DIRECTIONS FOR THIS TASK
Nothing but an exact repeat of the entries below should appear in your answer.

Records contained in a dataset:
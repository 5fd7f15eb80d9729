use std::path::PathBuf;
use std::time::Duration;

const DEFAULT_CACHE_PATH: &str = "data/stock_cache.json";
const DEFAULT_TTL_HOURS: u64 = 24;
const DEFAULT_PROVIDER_TIMEOUT_SECS: u64 = 120;
const DEFAULT_RETRY_COOLDOWN_SECS: u64 = 300;
const DEFAULT_PAGE_SIZE: usize = 100;

/// Runtime settings for the listing cache and its providers.
#[derive(Debug, Clone, PartialEq, Eq)]
pub struct ResolverConfig {
    /// Where the listing snapshot is persisted.
    pub cache_path: PathBuf,
    /// Age after which a snapshot is stale.
    pub staleness: Duration,
    /// Upper bound for one provider's full listing fetch.
    pub provider_timeout: Duration,
    /// Pause between lazy refresh attempts after a failed refresh.
    pub retry_cooldown: Duration,
    /// Rows requested per provider page.
    pub page_size: usize,
}

impl Default for ResolverConfig {
    fn default() -> Self {
        Self {
            cache_path: PathBuf::from(DEFAULT_CACHE_PATH),
            staleness: Duration::from_secs(DEFAULT_TTL_HOURS * 3600),
            provider_timeout: Duration::from_secs(DEFAULT_PROVIDER_TIMEOUT_SECS),
            retry_cooldown: Duration::from_secs(DEFAULT_RETRY_COOLDOWN_SECS),
            page_size: DEFAULT_PAGE_SIZE,
        }
    }
}

impl ResolverConfig {
    /// Reads `.env` (if any) and the `TICKER_*` environment variables.
    /// Missing or unparsable values keep their defaults.
    pub fn from_env() -> Self {
        dotenvy::dotenv().ok();
        Self::from_lookup(|key| std::env::var(key).ok())
    }

    fn from_lookup<F>(lookup: F) -> Self
    where
        F: Fn(&str) -> Option<String>,
    {
        let number = |key: &str, default: u64| -> u64 {
            lookup(key)
                .and_then(|v| v.trim().parse().ok())
                .unwrap_or(default)
        };

        let cache_path = lookup("TICKER_CACHE_PATH")
            .map(|v| v.trim().to_string())
            .filter(|v| !v.is_empty())
            .unwrap_or_else(|| DEFAULT_CACHE_PATH.into());
        let ttl_hours = number("TICKER_CACHE_TTL_HOURS", DEFAULT_TTL_HOURS);
        let timeout_secs = number("TICKER_PROVIDER_TIMEOUT_SECS", DEFAULT_PROVIDER_TIMEOUT_SECS);
        let cooldown_secs = number("TICKER_RETRY_COOLDOWN_SECS", DEFAULT_RETRY_COOLDOWN_SECS);
        let page_size = number("TICKER_PAGE_SIZE", DEFAULT_PAGE_SIZE as u64).max(1);

        Self {
            cache_path: PathBuf::from(cache_path),
            staleness: Duration::from_secs(ttl_hours.saturating_mul(3600)),
            provider_timeout: Duration::from_secs(timeout_secs),
            retry_cooldown: Duration::from_secs(cooldown_secs),
            page_size: usize::try_from(page_size).unwrap_or(DEFAULT_PAGE_SIZE),
        }
    }

    pub fn with_cache_path(mut self, path: impl Into<PathBuf>) -> Self {
        self.cache_path = path.into();
        self
    }

    pub fn with_staleness(mut self, staleness: Duration) -> Self {
        self.staleness = staleness;
        self
    }

    pub fn with_provider_timeout(mut self, timeout: Duration) -> Self {
        self.provider_timeout = timeout;
        self
    }

    pub fn with_retry_cooldown(mut self, cooldown: Duration) -> Self {
        self.retry_cooldown = cooldown;
        self
    }
}

#[cfg(test)]
mod tests {
    use std::collections::HashMap;

    use super::*;

    fn from_map(vars: &[(&str, &str)]) -> ResolverConfig {
        let vars: HashMap<String, String> = vars
            .iter()
            .map(|(k, v)| (k.to_string(), v.to_string()))
            .collect();
        ResolverConfig::from_lookup(|key| vars.get(key).cloned())
    }

    #[test]
    fn test_defaults() {
        let config = ResolverConfig::default();

        assert_eq!(config.cache_path, PathBuf::from("data/stock_cache.json"));
        assert_eq!(config.staleness, Duration::from_secs(24 * 3600));
        assert_eq!(config.retry_cooldown, Duration::from_secs(300));
        assert_eq!(from_map(&[]), config);
    }

    #[test]
    fn test_values_from_environment() {
        let config = from_map(&[
            ("TICKER_CACHE_PATH", "/var/cache/tickers.json"),
            ("TICKER_CACHE_TTL_HOURS", "6"),
            ("TICKER_PROVIDER_TIMEOUT_SECS", "15"),
            ("TICKER_RETRY_COOLDOWN_SECS", "0"),
            ("TICKER_PAGE_SIZE", "500"),
        ]);

        assert_eq!(config.cache_path, PathBuf::from("/var/cache/tickers.json"));
        assert_eq!(config.staleness, Duration::from_secs(6 * 3600));
        assert_eq!(config.provider_timeout, Duration::from_secs(15));
        assert_eq!(config.retry_cooldown, Duration::ZERO);
        assert_eq!(config.page_size, 500);
    }

    #[test]
    fn test_unparsable_values_fall_back() {
        let config = from_map(&[
            ("TICKER_CACHE_PATH", "  "),
            ("TICKER_CACHE_TTL_HOURS", "a day"),
            ("TICKER_PAGE_SIZE", "0"),
        ]);

        assert_eq!(config.cache_path, PathBuf::from(DEFAULT_CACHE_PATH));
        assert_eq!(config.staleness, Duration::from_secs(24 * 3600));
        assert_eq!(config.page_size, 1);
    }
}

ANSWER SECTION
repository 5fd7f15eb80d9729
use std::path::PathBuf;
use std::time::Duration;

const DEFAULT_CACHE_PATH: &str = "data/stock_cache.json";
const DEFAULT_TTL_HOURS: u64 = 24;
const DEFAULT_PROVIDER_TIMEOUT_SECS: u64 = 120;
const DEFAULT_RETRY_COOLDOWN_SECS: u64 = 300;
const DEFAULT_PAGE_SIZE: usize = 100;

/// Runtime settings for the listing cache and its providers.
#[derive(Debug, Clone, PartialEq, Eq)]
pub struct ResolverConfig {
    /// Where the listing snapshot is persisted.
    pub cache_path: PathBuf,
    /// Age after which a snapshot is stale.
    pub staleness: Duration,
    /// Upper bound for one provider's full listing fetch.
    pub provider_timeout: Duration,
    /// Pause between lazy refresh attempts after a failed refresh.
    pub retry_cooldown: Duration,
    /// Rows requested per provider page.
    pub page_size: usize,
}

impl Default for ResolverConfig {
    fn default() -> Self {
        Self {
            cache_path: PathBuf::from(DEFAULT_CACHE_PATH),
            staleness: Duration::from_secs(DEFAULT_TTL_HOURS * 3600),
            provider_timeout: Duration::from_secs(DEFAULT_PROVIDER_TIMEOUT_SECS),
            retry_cooldown: Duration::from_secs(DEFAULT_RETRY_COOLDOWN_SECS),
            page_size: DEFAULT_PAGE_SIZE,
        }
    }
}

impl ResolverConfig {
    /// Reads `.env` (if any) and the `TICKER_*` environment variables.
    /// Missing or unparsable values keep their defaults.
    pub fn from_env() -> Self {
        dotenvy::dotenv().ok();
        Self::from_lookup(|key| std::env::var(key).ok())
    }

    fn from_lookup<F>(lookup: F) -> Self
    where
        F: Fn(&str) -> Option<String>,
    {
        let number = |key: &str, default: u64| -> u64 {
            lookup(key)
                .and_then(|v| v.trim().parse().ok())
                .unwrap_or(default)
        };

        let cache_path = lookup("TICKER_CACHE_PATH")
            .map(|v| v.trim().to_string())
            .filter(|v| !v.is_empty())
            .unwrap_or_else(|| DEFAULT_CACHE_PATH.into());
        let ttl_hours = number("TICKER_CACHE_TTL_HOURS", DEFAULT_TTL_HOURS);
        let timeout_secs = number("TICKER_PROVIDER_TIMEOUT_SECS", DEFAULT_PROVIDER_TIMEOUT_SECS);
        let cooldown_secs = number("TICKER_RETRY_COOLDOWN_SECS", DEFAULT_RETRY_COOLDOWN_SECS);
        let page_size = number("TICKER_PAGE_SIZE", DEFAULT_PAGE_SIZE as u64).max(1);

        Self {
            cache_path: PathBuf::from(cache_path),
            staleness: Duration::from_secs(ttl_hours.saturating_mul(3600)),
            provider_timeout: Duration::from_secs(timeout_secs),
            retry_cooldown: Duration::from_secs(cooldown_secs),
            page_size: usize::try_from(page_size).unwrap_or(DEFAULT_PAGE_SIZE),
        }
    }

    pub fn with_cache_path(mut self, path: impl Into<PathBuf>) -> Self {
        self.cache_path = path.into();
        self
    }

    pub fn with_staleness(mut self, staleness: Duration) -> Self {
        self.staleness = staleness;
        self
    }

    pub fn with_provider_timeout(mut self, timeout: Duration) -> Self {
        self.provider_timeout = timeout;
        self
    }

    pub fn with_retry_cooldown(mut self, cooldown: Duration) -> Self {
        self.retry_cooldown = cooldown;
        self
    }
}

#[cfg(test)]
mod tests {
    use std::collections::HashMap;

    use super::*;

    fn from_map(vars: &[(&str, &str)]) -> ResolverConfig {
        let vars: HashMap<String, String> = vars
            .iter()
            .map(|(k, v)| (k.to_string(), v.to_string()))
            .collect();
        ResolverConfig::from_lookup(|key| vars.get(key).cloned())
    }

    #[test]
    fn test_defaults() {
        let config = ResolverConfig::default();

        assert_eq!(config.cache_path, PathBuf::from("data/stock_cache.json"));
        assert_eq!(config.staleness, Duration::from_secs(24 * 3600));
        assert_eq!(config.retry_cooldown, Duration::from_secs(300));
        assert_eq!(from_map(&[]), config);
    }

    #[test]
    fn test_values_from_environment() {
        let config = from_map(&[
            ("TICKER_CACHE_PATH", "/var/cache/tickers.json"),
            ("TICKER_CACHE_TTL_HOURS", "6"),
            ("TICKER_PROVIDER_TIMEOUT_SECS", "15"),
            ("TICKER_RETRY_COOLDOWN_SECS", "0"),
            ("TICKER_PAGE_SIZE", "500"),
        ]);

        assert_eq!(config.cache_path, PathBuf::from("/var/cache/tickers.json"));
        assert_eq!(config.staleness, Duration::from_secs(6 * 3600));
        assert_eq!(config.provider_timeout, Duration::from_secs(15));
        assert_eq!(config.retry_cooldown, Duration::ZERO);
        assert_eq!(config.page_size, 500);
    }

    #[test]
    fn test_unparsable_values_fall_back() {
        let config = from_map(&[
            ("TICKER_CACHE_PATH", "  "),
            ("TICKER_CACHE_TTL_HOURS", "a day"),
            ("TICKER_PAGE_SIZE", "0"),
        ]);

        assert_eq!(config.cache_path, PathBuf::from(DEFAULT_CACHE_PATH));
        assert_eq!(config.staleness, Duration::from_secs(24 * 3600));
        assert_eq!(config.page_size, 1);
    }
}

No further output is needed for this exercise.